Give only the number of lines in the following entries where "extend" appears.

Saved entries:
■ ■ ■ ■

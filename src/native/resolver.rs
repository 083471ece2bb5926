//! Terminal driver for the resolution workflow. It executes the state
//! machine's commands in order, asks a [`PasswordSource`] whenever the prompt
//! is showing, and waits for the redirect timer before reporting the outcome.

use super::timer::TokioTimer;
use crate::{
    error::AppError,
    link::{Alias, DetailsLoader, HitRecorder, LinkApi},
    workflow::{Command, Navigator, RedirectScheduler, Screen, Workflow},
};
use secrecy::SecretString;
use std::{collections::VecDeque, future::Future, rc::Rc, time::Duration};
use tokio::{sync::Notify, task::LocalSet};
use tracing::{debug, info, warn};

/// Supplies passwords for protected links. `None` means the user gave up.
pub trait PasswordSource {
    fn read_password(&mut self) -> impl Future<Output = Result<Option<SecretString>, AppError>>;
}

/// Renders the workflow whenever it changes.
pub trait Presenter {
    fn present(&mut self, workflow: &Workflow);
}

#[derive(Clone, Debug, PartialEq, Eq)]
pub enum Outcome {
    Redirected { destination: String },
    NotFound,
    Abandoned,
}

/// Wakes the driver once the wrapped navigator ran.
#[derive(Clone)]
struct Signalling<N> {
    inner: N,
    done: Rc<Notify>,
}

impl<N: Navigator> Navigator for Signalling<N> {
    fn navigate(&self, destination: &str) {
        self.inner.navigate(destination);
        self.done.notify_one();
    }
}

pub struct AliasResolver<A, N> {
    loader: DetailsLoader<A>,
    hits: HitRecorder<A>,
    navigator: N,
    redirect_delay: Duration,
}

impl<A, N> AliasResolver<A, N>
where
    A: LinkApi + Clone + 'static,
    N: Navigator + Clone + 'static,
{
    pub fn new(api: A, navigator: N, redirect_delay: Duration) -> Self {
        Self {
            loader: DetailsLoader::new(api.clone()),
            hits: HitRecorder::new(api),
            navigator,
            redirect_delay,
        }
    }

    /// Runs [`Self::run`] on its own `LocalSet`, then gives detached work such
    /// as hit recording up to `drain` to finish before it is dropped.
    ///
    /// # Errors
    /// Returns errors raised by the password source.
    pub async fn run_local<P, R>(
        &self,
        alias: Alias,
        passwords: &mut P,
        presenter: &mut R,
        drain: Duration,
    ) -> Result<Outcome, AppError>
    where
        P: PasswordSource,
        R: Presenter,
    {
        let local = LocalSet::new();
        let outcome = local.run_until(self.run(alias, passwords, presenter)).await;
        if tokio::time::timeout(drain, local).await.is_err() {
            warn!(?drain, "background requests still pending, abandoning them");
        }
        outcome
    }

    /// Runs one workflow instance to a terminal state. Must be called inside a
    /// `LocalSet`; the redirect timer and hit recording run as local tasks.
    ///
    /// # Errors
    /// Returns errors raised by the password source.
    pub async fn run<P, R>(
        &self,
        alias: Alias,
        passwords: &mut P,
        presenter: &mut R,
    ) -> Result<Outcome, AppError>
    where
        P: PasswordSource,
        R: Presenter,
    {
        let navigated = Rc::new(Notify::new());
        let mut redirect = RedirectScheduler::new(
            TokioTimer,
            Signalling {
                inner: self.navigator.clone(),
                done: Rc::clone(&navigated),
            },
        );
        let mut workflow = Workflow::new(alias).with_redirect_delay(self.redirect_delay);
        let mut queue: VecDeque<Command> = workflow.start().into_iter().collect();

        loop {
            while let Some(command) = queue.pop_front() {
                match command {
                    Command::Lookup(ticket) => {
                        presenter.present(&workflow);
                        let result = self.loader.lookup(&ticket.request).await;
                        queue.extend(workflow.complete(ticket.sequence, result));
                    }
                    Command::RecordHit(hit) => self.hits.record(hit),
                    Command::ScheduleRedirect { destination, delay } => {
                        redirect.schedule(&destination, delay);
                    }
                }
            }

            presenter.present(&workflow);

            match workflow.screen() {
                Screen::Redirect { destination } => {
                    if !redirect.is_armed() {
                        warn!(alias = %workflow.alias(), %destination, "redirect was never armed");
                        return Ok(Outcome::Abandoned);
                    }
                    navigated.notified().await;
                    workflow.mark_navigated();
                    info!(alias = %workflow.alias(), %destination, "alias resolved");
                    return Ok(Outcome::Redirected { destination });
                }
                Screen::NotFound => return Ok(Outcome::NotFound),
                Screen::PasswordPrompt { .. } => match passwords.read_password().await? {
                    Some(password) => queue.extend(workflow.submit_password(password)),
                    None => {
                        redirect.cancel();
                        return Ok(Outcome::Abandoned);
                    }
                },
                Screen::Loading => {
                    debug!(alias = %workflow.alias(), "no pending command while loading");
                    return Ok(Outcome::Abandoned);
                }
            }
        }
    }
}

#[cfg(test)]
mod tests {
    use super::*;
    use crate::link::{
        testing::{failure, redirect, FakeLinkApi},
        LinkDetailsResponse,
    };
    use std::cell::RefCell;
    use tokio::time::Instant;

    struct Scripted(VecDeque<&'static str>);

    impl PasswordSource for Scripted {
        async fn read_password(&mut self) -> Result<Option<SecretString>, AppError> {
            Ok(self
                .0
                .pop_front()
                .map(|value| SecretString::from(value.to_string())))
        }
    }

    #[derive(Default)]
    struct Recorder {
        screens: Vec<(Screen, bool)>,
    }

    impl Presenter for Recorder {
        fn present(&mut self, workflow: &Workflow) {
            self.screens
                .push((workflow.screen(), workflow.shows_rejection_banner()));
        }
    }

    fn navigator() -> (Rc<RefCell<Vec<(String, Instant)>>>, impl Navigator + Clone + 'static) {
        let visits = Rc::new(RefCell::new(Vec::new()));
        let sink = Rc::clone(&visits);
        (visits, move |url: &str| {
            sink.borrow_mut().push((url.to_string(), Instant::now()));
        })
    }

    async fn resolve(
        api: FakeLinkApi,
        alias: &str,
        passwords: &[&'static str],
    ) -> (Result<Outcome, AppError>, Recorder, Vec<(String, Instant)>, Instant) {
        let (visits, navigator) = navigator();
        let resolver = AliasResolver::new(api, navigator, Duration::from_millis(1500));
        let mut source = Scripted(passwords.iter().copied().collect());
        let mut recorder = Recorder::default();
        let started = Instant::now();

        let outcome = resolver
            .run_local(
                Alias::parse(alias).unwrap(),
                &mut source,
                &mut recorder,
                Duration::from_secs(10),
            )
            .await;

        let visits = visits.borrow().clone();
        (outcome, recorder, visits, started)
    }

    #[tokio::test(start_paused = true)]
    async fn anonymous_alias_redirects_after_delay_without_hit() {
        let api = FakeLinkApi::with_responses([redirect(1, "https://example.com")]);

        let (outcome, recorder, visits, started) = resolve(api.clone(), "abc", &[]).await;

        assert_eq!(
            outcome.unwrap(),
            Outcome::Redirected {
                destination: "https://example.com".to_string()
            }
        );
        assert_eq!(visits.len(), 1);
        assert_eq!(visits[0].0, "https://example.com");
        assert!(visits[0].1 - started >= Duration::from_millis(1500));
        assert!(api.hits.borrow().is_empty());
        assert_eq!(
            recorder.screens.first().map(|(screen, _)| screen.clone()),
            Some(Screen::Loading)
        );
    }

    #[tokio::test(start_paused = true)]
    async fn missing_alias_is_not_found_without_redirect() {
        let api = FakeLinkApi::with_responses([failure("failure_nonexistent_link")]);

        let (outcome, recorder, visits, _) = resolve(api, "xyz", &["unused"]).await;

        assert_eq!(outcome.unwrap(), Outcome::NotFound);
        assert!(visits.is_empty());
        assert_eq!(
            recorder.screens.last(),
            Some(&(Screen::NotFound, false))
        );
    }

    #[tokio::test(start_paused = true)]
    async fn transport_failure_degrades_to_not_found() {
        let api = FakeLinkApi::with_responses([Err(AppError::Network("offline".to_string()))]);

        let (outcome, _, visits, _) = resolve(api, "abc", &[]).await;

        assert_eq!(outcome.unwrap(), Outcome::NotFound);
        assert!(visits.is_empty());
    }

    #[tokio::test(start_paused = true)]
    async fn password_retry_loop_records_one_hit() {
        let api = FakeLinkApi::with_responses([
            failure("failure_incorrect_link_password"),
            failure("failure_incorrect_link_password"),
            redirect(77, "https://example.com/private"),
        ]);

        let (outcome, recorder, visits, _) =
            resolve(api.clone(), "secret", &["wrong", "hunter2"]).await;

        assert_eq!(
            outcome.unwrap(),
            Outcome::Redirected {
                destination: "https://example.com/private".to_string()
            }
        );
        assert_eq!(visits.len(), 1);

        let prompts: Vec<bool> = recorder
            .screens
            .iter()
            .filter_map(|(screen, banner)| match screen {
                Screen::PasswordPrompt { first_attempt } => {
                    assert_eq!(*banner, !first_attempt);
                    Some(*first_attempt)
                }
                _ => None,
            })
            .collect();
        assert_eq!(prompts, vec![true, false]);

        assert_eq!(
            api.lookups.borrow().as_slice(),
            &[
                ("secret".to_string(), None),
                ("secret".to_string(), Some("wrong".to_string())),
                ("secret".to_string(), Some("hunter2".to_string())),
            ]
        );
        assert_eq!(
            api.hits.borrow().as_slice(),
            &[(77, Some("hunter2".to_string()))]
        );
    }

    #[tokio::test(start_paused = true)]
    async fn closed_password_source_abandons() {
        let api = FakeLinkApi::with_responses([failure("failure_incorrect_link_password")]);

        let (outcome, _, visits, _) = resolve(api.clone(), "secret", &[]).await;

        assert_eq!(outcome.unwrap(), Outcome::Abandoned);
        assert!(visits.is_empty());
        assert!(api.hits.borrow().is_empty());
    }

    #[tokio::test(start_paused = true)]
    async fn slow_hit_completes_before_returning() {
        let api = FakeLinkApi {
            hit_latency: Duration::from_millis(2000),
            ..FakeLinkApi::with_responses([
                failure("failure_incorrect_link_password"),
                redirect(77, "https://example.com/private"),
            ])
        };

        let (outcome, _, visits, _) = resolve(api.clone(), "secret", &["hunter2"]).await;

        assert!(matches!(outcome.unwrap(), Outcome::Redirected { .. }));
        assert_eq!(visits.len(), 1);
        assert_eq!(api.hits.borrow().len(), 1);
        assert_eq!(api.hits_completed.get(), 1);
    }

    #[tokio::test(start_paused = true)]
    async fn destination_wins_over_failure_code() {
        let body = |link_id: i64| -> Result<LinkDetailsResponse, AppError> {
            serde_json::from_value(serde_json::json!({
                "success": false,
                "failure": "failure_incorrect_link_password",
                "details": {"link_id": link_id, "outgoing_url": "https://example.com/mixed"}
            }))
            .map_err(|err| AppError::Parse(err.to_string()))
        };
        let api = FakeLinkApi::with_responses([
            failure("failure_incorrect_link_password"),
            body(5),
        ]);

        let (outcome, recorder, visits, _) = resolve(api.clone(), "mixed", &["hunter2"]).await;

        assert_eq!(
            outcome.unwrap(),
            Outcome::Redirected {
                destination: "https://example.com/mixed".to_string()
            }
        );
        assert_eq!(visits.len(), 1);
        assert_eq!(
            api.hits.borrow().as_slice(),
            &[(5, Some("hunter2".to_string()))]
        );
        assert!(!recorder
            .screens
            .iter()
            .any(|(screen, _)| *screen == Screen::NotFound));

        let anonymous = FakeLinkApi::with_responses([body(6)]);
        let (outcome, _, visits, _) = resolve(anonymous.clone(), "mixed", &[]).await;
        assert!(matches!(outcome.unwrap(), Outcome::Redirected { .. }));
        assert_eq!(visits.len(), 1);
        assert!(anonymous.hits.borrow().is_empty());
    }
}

■ ■ ■ ■

### Task solution
2